In the current scenario of human transformation of natural landscapes, fragmentation and habitat loss is considered one of the major threats to biodiversity. The characteristics of altered landscapes and remaining habitat patches influence the persistence of species and, as a direct consequence, the functioning of ecological processes. The main focus of studies at landscape scale is to understand how human modifications in natural areas lead to changes in abundance and richness of species. However, such approaches do not directly describe the functional composition of communities, nor do they describe the functional responses to fragmentation and habitat loss.
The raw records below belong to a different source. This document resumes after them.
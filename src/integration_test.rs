use std::os::unix::fs::PermissionsExt;
use std::path::{Path, PathBuf};
use std::sync::Arc;
use std::time::Duration;

use tempfile::TempDir;

use crate::core::{
    domain::{CompileOptions, Os, Target},
    errors::{Artifact, InstanceError},
    exit::{ExitCondition, ExitReason},
    instance::ExecProgInstance,
    options::{InstanceOptions, ManagerConfig, Timeouts},
    traits::vm::VmError,
};
use crate::native::{compiler::NativeCompiler, reporter::ConsoleReporter, vm::LocalPool};

/// Prints its arguments and the program file, exits 1 if the program asks
/// for it.
const FAKE_EXECPROG: &str = r#"#!/bin/sh
echo "execprog $*"
for last; do :; done
cat "$last"
grep -q EXIT1 "$last" && exit 1
exit 0
"#;

/// Skips tracer flags up to `-f` and runs the rest.
const FAKE_TRACER: &str = r#"#!/bin/sh
while [ "$1" != "-f" ]; do shift; done
shift
echo "traced"
exec "$@"
"#;

struct Fixture {
    dir: TempDir,
    config: Arc<ManagerConfig>,
}

impl Fixture {
    fn new() -> Self {
        let dir = tempfile::tempdir().unwrap();
        let execprog = write_script(dir.path(), "syz-execprog", FAKE_EXECPROG);
        let executor = write_script(dir.path(), "syz-executor", "#!/bin/sh\n");
        std::fs::create_dir(dir.path().join("vms")).unwrap();
        let config = Arc::new(ManagerConfig {
            target: Target::new(Os::Linux, "amd64"),
            vm_type: "qemu".to_string(),
            execprog_bin: execprog,
            executor_bin: executor,
            sys_executor_bin: None,
            timeouts: Timeouts { slowdown: 1 },
        });
        Fixture { dir, config }
    }

    fn pool(&self) -> LocalPool {
        LocalPool::new(self.dir.path().join("vms"), "/bin/sh")
    }

    fn vm_dirs(&self) -> usize {
        std::fs::read_dir(self.dir.path().join("vms")).unwrap().count()
    }

    async fn instance(&self, options: InstanceOptions) -> ExecProgInstance {
        ExecProgInstance::create(
            &self.pool(),
            0,
            self.config.clone(),
            Arc::new(ConsoleReporter::new()),
            options,
        )
        .await
        .unwrap()
    }
}

fn write_script(dir: &Path, name: &str, body: &str) -> PathBuf {
    let path = dir.join(name);
    std::fs::write(&path, body).unwrap();
    std::fs::set_permissions(&path, std::fs::Permissions::from_mode(0o755)).unwrap();
    path
}

#[tokio::test]
async fn test_harness_run_without_crash() {
    let fixture = Fixture::new();
    let inst = fixture.instance(InstanceOptions::default()).await;

    let result = inst
        .run_syz_prog(
            b"getpid()\n",
            Duration::from_secs(10),
            &CompileOptions::default(),
            ExitCondition::HARNESS,
        )
        .await
        .unwrap();

    let output = String::from_utf8(result.output).unwrap();
    assert!(output.starts_with("execprog -executor="));
    assert!(output.contains(" -os=linux -arch=amd64 -type=qemu -timeout_scale=1 "));
    assert!(output.ends_with("getpid()\n"));
    assert!(result.report.is_none());

    assert_eq!(fixture.vm_dirs(), 1);
    inst.close().await;
    assert_eq!(fixture.vm_dirs(), 0);
}

#[tokio::test]
async fn test_harness_run_detects_crash() {
    let fixture = Fixture::new();
    let inst = fixture.instance(InstanceOptions::default()).await;

    let result = inst
        .run_syz_prog(
            b"BUG: KASAN: use-after-free in ext4_fill_super\n",
            Duration::from_secs(10),
            &CompileOptions::default(),
            ExitCondition::HARNESS,
        )
        .await
        .unwrap();

    let report = result.report.unwrap();
    assert_eq!(report.title, "BUG: KASAN: use-after-free in ext4_fill_super");
    inst.close().await;
}

#[tokio::test]
async fn test_harness_error_exit_fails_the_run() {
    let fixture = Fixture::new();
    let inst = fixture.instance(InstanceOptions::default()).await;

    let result = inst
        .run_syz_prog(
            b"EXIT1\n",
            Duration::from_secs(10),
            &CompileOptions::default(),
            ExitCondition::HARNESS,
        )
        .await;

    assert!(matches!(
        result,
        Err(InstanceError::RunInfrastructure(VmError::UnexpectedExit {
            reason: ExitReason::Error
        }))
    ));

    let result = inst
        .run_syz_prog(
            b"EXIT1\n",
            Duration::from_secs(10),
            &CompileOptions::default(),
            ExitCondition::RAW_BINARY,
        )
        .await;
    assert!(result.is_ok());
    inst.close().await;
}

#[tokio::test]
async fn test_traced_run_prefixes_tracer_command() {
    let fixture = Fixture::new();
    let tracer = write_script(fixture.dir.path(), "strace", FAKE_TRACER);
    let inst = fixture
        .instance(InstanceOptions::default().with_tracer_bin(tracer))
        .await;

    let result = inst
        .run_syz_prog(
            b"getpid()\n",
            Duration::from_secs(10),
            &CompileOptions::default(),
            ExitCondition::HARNESS,
        )
        .await
        .unwrap();

    let output = String::from_utf8(result.output).unwrap();
    let (header, rest) = output.split_once("\n\n<...>\n").unwrap();
    assert!(header.contains("/strace -e \\!wait4,clock_nanosleep,nanosleep -s 100 -x -f "));
    assert!(header.contains("/syz-execprog -executor="));
    assert!(rest.starts_with("traced\nexecprog -executor="));
    inst.close().await;
}

#[tokio::test]
async fn test_create_releases_vm_on_missing_binary() {
    let fixture = Fixture::new();
    let mut config = (*fixture.config).clone();
    config.execprog_bin = fixture.dir.path().join("missing-execprog");

    let result = ExecProgInstance::create(
        &fixture.pool(),
        0,
        Arc::new(config),
        Arc::new(ConsoleReporter::new()),
        InstanceOptions::default(),
    )
    .await;

    assert!(matches!(
        result,
        Err(InstanceError::Provisioning {
            artifact: Artifact::Execprog,
            ..
        })
    ));
    assert_eq!(fixture.vm_dirs(), 0);
}

#[tokio::test]
async fn test_compiled_reproducer_may_abort() {
    let fixture = Fixture::new();
    let build_dir = fixture.dir.path().join("build");
    let cc = std::env::var("CC_PATH").unwrap_or_else(|_| "/usr/bin/cc".to_string());
    let options =
        InstanceOptions::default().with_compiler(Arc::new(NativeCompiler::new(&build_dir, cc)));
    let inst = fixture.instance(options).await;

    let source = br#"
        #include <stdio.h>
        #include <stdlib.h>
        int main() {
            printf("reproducing\n");
            fflush(stdout);
            abort();
        }
    "#;
    let result = inst
        .run_c_prog_raw(source, &Target::new(Os::Linux, "amd64"), Duration::from_secs(10))
        .await
        .unwrap();

    assert!(String::from_utf8_lossy(&result.output).contains("reproducing\n"));
    assert!(result.report.is_none());
    assert_eq!(std::fs::read_dir(&build_dir).unwrap().count(), 0);
    inst.close().await;
}
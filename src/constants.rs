/// High-frequency, low-signal syscalls excluded from tracing on Linux.
pub const TRACER_FILTERED_LINUX_CALLS: [&str; 3] = ["wait4", "clock_nanosleep", "nanosleep"];
pub const TRACER_FLAGS: &str = "-s 100 -x -f";
/// Separates the tracer invocation line from the program output.
pub const TRACER_PREAMBLE_MARKER: &str = "\n\n<...>\n";

/// Verbosity of routine per-run messages.
pub const LOG_VERBOSE: u8 = 2;
/// Verbosity of messages that should always be seen.
pub const LOG_IMPORTANT: u8 = 0;

/// How long the native VM keeps draining output after the process is gone.
pub const OUTPUT_DRAIN_GRACE_MS: u64 = 500;

/// Upper bound on building one reproducer.
pub const DEFAULT_COMPILE_TIMEOUT_SECS: u64 = 60;
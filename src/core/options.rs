use std::path::PathBuf;
use std::sync::Arc;

use serde::Deserialize;

use crate::core::{
    domain::Target,
    traits::{
        compiler::{Compiler, SourceGenerator},
        logger::{InstanceLogger, NoopLogger},
    },
};

#[derive(Clone, Debug, PartialEq, Eq, Deserialize)]
#[serde(rename_all = "kebab-case")]
#[serde(deny_unknown_fields)]
pub struct Timeouts {
    /// Multiplier applied to every timeout inside the harness on slow VMs.
    #[serde(default = "default_slowdown")]
    pub slowdown: u32,
}

fn default_slowdown() -> u32 {
    1
}

impl Default for Timeouts {
    fn default() -> Self {
        Timeouts {
            slowdown: default_slowdown(),
        }
    }
}

/// Platform and binary locations of the fuzzing target.
#[derive(Clone, Debug, PartialEq, Eq, Deserialize)]
#[serde(rename_all = "kebab-case")]
#[serde(deny_unknown_fields)]
pub struct ManagerConfig {
    pub target: Target,
    pub vm_type: String,
    pub execprog_bin: PathBuf,
    pub executor_bin: PathBuf,
    /// Executor already present in the VM image, used instead of copying
    /// `executor_bin`.
    #[serde(default)]
    pub sys_executor_bin: Option<String>,
    #[serde(default)]
    pub timeouts: Timeouts,
}

#[derive(Clone, Debug)]
pub struct InstanceOptions {
    pub logger: Arc<dyn InstanceLogger>,
    pub old_flags_compat_mode: bool,
    pub before_context_len: Option<usize>,
    pub tracer_bin: Option<PathBuf>,
    pub source_generator: Option<Arc<dyn SourceGenerator>>,
    pub compiler: Option<Arc<dyn Compiler>>,
}

impl Default for InstanceOptions {
    fn default() -> Self {
        InstanceOptions {
            logger: Arc::new(NoopLogger),
            old_flags_compat_mode: false,
            before_context_len: None,
            tracer_bin: None,
            source_generator: None,
            compiler: None,
        }
    }
}

impl InstanceOptions {
    pub fn with_logger(self, logger: Arc<dyn InstanceLogger>) -> Self {
        Self { logger, ..self }
    }

    pub fn with_old_flags_compat_mode(self, old_flags_compat_mode: bool) -> Self {
        Self {
            old_flags_compat_mode,
            ..self
        }
    }

    pub fn with_before_context_len(self, len: usize) -> Self {
        Self {
            before_context_len: Some(len),
            ..self
        }
    }

    pub fn with_tracer_bin<P: Into<PathBuf>>(self, path: P) -> Self {
        Self {
            tracer_bin: Some(path.into()),
            ..self
        }
    }

    pub fn with_source_generator(self, generator: Arc<dyn SourceGenerator>) -> Self {
        Self {
            source_generator: Some(generator),
            ..self
        }
    }

    pub fn with_compiler(self, compiler: Arc<dyn Compiler>) -> Self {
        Self {
            compiler: Some(compiler),
            ..self
        }
    }
}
Birds are an interesting taxonomic group to explore this theme, since they present important, broadly-described ecological functions for human modified habitats (e.g., seed dispersal, pollination, and insect pest control). Thus, we aimed to explore the functional responses of birds to landscape characteristics. We selected 14 human modified landscapes of Atlantic forest, found within a radius of 30 km of Alfenas, Brazil. Each landscape was characterized by metrics describing landscape configuration and composition, such as forest percentage and mean connectivity. Birds were sampled in the central patches of the landscapes and classified into 15 functional groups, based on species' traits. We constructed Generalized Linear Models (GLM) and used Akaike's information criterion (AIC) to identify the best models that explained the abundance and richness of species in each functional group. Few groups had high functional redundancy, showing the fragility of the majority of functional groups in the current modified landscapes. Forest dependent functional groups were favored by connected landscapes, higher percentage of forest cover, and high percentages of coffee matrix. On the other hand, forest independent groups were favored by irregular habitat areas and negatively impacted by forest cover and sugar cane matrices. Consistent management of altered landscapes, based on functional responses, can assist the recovery and maintenance of natural areas. We highlight the complexity involved in landscape management, considering it requires simultaneous work on composition and configuration.